§ **Provided entries**
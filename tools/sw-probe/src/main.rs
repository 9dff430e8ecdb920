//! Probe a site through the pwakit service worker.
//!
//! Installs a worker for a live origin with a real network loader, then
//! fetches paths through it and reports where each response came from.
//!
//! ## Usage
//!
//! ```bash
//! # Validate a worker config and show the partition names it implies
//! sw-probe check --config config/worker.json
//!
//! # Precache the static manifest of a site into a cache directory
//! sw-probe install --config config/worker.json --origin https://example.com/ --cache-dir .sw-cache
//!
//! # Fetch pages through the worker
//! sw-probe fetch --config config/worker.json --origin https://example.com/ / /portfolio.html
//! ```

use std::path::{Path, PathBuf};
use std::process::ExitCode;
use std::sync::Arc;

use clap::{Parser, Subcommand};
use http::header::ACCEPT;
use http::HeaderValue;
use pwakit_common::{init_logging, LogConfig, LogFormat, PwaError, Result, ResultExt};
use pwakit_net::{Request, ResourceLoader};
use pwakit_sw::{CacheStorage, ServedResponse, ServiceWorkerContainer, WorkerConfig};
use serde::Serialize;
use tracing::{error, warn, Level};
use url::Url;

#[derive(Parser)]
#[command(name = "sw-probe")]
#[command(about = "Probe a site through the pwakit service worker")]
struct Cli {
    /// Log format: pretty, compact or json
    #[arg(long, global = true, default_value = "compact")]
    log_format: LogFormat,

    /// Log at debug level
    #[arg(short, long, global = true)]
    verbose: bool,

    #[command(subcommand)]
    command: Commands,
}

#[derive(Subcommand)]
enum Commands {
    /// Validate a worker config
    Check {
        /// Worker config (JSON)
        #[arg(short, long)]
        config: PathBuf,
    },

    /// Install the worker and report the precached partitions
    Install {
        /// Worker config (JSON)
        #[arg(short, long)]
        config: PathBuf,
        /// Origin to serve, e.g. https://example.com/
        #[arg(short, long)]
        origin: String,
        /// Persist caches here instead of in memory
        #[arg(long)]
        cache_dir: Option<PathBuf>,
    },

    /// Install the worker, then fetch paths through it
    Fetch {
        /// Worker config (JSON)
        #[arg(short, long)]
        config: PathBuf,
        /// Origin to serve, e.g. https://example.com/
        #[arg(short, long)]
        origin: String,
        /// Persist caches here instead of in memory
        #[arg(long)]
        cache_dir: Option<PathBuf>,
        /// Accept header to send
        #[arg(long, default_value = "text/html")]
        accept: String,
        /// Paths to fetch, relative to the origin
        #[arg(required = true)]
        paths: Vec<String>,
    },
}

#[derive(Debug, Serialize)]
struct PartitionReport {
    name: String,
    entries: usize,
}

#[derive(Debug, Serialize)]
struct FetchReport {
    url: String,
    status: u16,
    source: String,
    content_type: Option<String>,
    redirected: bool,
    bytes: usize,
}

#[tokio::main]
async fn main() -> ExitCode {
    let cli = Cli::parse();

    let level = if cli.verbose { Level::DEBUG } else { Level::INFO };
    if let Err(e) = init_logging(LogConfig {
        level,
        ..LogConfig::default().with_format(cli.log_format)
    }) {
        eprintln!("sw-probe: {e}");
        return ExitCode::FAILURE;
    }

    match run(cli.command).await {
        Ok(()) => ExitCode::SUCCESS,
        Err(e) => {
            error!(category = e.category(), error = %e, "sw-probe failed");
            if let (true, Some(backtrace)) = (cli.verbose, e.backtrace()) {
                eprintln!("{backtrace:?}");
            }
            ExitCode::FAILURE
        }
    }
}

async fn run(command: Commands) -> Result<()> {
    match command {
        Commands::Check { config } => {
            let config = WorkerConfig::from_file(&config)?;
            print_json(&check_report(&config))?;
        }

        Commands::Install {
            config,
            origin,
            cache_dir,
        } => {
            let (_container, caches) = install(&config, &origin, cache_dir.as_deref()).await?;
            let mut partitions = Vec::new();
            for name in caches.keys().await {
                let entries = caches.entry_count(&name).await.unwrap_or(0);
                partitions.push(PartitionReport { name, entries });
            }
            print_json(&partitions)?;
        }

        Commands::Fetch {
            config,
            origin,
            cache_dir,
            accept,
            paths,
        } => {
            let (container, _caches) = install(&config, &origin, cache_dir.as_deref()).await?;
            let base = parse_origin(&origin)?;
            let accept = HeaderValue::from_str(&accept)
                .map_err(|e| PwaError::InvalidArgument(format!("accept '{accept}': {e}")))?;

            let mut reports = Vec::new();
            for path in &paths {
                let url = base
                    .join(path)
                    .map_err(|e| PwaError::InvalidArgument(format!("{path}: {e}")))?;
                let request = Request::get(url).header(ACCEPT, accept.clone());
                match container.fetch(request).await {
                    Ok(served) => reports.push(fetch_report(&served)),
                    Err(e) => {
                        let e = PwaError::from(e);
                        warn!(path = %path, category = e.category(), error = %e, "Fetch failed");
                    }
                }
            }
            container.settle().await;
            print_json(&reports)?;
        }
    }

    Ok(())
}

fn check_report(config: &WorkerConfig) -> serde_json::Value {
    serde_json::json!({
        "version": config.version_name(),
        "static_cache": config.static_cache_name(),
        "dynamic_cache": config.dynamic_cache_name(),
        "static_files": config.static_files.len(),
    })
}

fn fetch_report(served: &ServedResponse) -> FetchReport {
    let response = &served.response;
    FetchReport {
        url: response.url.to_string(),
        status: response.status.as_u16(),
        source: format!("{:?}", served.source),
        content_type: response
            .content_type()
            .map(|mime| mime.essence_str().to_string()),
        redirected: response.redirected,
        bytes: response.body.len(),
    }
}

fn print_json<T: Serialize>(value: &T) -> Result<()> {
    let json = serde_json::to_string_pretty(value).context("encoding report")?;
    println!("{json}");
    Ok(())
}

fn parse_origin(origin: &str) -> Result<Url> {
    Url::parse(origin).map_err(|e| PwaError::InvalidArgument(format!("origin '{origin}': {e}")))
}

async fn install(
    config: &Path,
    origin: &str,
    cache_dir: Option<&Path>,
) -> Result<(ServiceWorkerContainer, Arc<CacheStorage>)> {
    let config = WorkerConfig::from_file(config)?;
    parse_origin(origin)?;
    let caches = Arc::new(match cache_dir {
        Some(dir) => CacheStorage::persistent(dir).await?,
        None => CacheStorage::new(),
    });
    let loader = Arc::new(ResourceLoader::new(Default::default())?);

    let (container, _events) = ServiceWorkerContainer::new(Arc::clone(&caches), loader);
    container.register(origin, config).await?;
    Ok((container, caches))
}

§ **Exercise**
Count the lines of the material that include the word "eprintln", then report only the total.

§ **Response to the task**
2